F. European Union law
1. Charter of Fundamental Rights of the European Union (2000)
Protection in the event of removal, expulsion or extradition
“1. Collective expulsions are prohibited.
2. No one may be removed, expelled or extradited to a State where there is a serious risk that he or she would be subjected to the death penalty, torture or other inhuman or degrading treatment or punishment.”
2. 1985 Schengen Agreement
“In regard to the movement of persons, the Parties shall endeavour to abolish the controls at the common frontiers and transfer them to their external frontiers. To that end, they shall endeavour to harmonise in advance, where necessary, the laws and administrative provisions concerning the prohibitions and restrictions which form the basis for the controls and to take complementary measures to safeguard security and combat illegal immigration by nationals of States that are not members of the European Communities.”
3. Council Regulation (EC) no. 2007/2004 of 26 October 2004 establishing a European Agency for the Management of Operational Coordination at the External Borders of the Member States of the European Union (FRONTEX)
“(1) Community policy in the field of the EU external borders aims at an integrated management ensuring a uniform and high level of control and surveillance, which is a necessary corollary to the free movement of persons within the European Union and a fundamental component of an area of freedom, security and justice. To this end, the establishment of common rules on standards and procedures for the control of external borders is foreseen.
(2) The efficient implementation of the common rules calls for increased coordination of the operational cooperation between the Member States.
(3) Taking into account the experiences of the External Borders Practitioners’ Common Unit, acting within the Council, a specialised expert body tasked with improving the coordination of operational cooperation between Member States in the field of external border management should therefore be established in the shape of a European Agency for the Management of Operational Cooperation at the External Borders of the Member States of the European Union (hereinafter referred to as the Agency).

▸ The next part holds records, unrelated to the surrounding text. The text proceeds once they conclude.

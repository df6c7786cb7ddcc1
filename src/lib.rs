//! Declarative pipelines for OpenGL via [glow].
//!
//! This crate sits on top of the stateful GL API and lets callers describe a
//! draw instead of issuing binding calls. A [`Pipeline`] bundles a linked
//! [`Program`], vertex buffers described by compact format strings, and
//! samplers and uniform buffers bound by their shader names. Everything is
//! resolved against the program's introspection tables once, when the
//! pipeline is created; drawing only rebinds.
//!
//! # Features
//!
//! - **Vertex format strings**: `"3f 12x 2f"` describes a `vec3`, 12 bytes of
//!   padding and a `vec2` in one interleaved buffer; a trailing `/i` makes
//!   the buffer per-instance. Matrix attributes are split across their
//!   column locations automatically. See [`VertexFormat`].
//! - **Name-based binding**: attributes, uniform blocks and samplers are
//!   matched by name. Uniform blocks are bound to their block index and
//!   sampler uniforms get texture units in declaration order at link time.
//! - **Transform feedback**: programs declare captured outputs, and
//!   [`Pipeline::transform`] copies them into an output buffer.
//! - **Instancing and indexed draws** through the same
//!   [`render`](Pipeline::render) call.
//!
//! # Safety
//!
//! A [`Context`] requires a valid, current OpenGL context, which is why
//! [`Context::new`] is `unsafe`. Every call that changes GL state takes the
//! context by `&mut`. GL objects are released explicitly with `destroy`.
//!
//! # Example
//!
//! ```no_run
//! # use std::sync::Arc;
//! # use glow_pipeline::*;
//! # fn example(gl: Arc<glow::Context>) -> Result<()> {
//! let mut ctx = unsafe { Context::new(gl) };
//! let program = ctx.create_program(&ProgramDescriptor {
//!     vertex_shader: "#version 330 core
//!         in vec2 in_vert;
//!         void main() { gl_Position = vec4(in_vert, 0.0, 1.0); }",
//!     fragment_shader: Some("#version 330 core
//!         out vec4 color;
//!         void main() { color = vec4(1.0); }"),
//!     outputs: &[],
//! })?;
//! let vertices: [f32; 6] = [0.0, 0.8, -0.6, -0.8, 0.6, -0.8];
//! let vbo = ctx.create_buffer(&BufferDescriptor {
//!     contents: BufferContents::from_slice(&vertices),
//!     ..BufferDescriptor::default()
//! })?;
//! let pipeline = ctx.create_pipeline(&PipelineDescriptor {
//!     vertex_buffers: &[VertexBufferLayout {
//!         buffer: &vbo,
//!         format: "2f",
//!         attributes: &["in_vert"],
//!     }],
//!     ..PipelineDescriptor::new(&program)
//! })?;
//!
//! ctx.clear(&ClearParams::default());
//! pipeline.render(&mut ctx, 3, 1)?;
//! # Ok(())
//! # }
//! ```
//!
//! [glow]: https://docs.rs/glow

mod buffer;
mod context;
mod error;
mod format;
mod gl;
mod layout;
#[cfg(test)]
mod mock;
mod pipeline;
mod program;
mod reflection;
mod resources;
mod texture;

pub use buffer::{Buffer, BufferContents, BufferDescriptor, BufferKind};
pub use context::{BufferCopy, ClearParams, Context, DEFAULT_CLEAR_COLOR};
pub use error::{
    AttributeResolutionError, BufferError, ConfigurationError, DrawError, Error, ParseError,
    ParseErrorKind, ProgramError, ResourceResolutionError, Result, ShaderStage,
};
pub use format::{FormatNode, NodeKind, ScalarType, StepRate, VertexFormat};
pub use gl::{ActiveAttribute, ActiveUniform, GlBackend};
pub use layout::{attribute_pointers, AttributePointer, PointerPath};
pub use pipeline::{
    Pipeline, PipelineDescriptor, RenderState, Topology, VertexBufferLayout,
    DEFAULT_RENDER_TOPOLOGY, DEFAULT_TRANSFORM_TOPOLOGY,
};
pub use program::{Program, ProgramDescriptor};
pub use reflection::{
    attribute_shape, AttributeInfo, ComponentType, Reflection, ResolvedAttribute, SamplerInfo,
    UniformBlockInfo,
};
pub use resources::{
    Resource, ResourceBinding, ResourceTable, SamplerBinding, UniformBufferBinding,
};
pub use texture::{Sampler, Texture, TextureDescriptor};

(4) The responsibility for the control and surveillance of external borders lies with the Member States. The Agency should facilitate the application of existing and future Community measures relating to the management of external borders by ensuring the coordination of Member States’ actions in the implementation of those measures.
(5) Effective control and surveillance of external borders is a matter of the utmost importance to Member States regardless of their geographical position. Accordingly, there is a need for promoting solidarity between Member States in the field of external border management. The establishment of the Agency, assisting Member States with implementing the operational aspects of external border management, including return of third-country nationals illegally present in the Member States, constitutes an important step in this direction.”
4. Regulation (EC) No. 562/2006 of the European Parliament and of the Council of 15 March 2006 establishing a Community Code on the rules governing the movement of persons across borders (Schengen Borders Code)
“This Regulation shall apply to any person crossing the internal or external borders of Member States, without prejudice to:
(a) the rights of persons enjoying the Community right of free movement;
(b) the rights of refugees and persons requesting international protection, in particular as regards non-refoulement.”
5. Council Decision of 26 April 2010 supplementing the Schengen Borders Code as regards the surveillance of the sea external borders in the context of operational cooperation coordinated by the European Agency for the Management of Operational Cooperation at the External Borders of the Member States of the European Union (2010/252/EU)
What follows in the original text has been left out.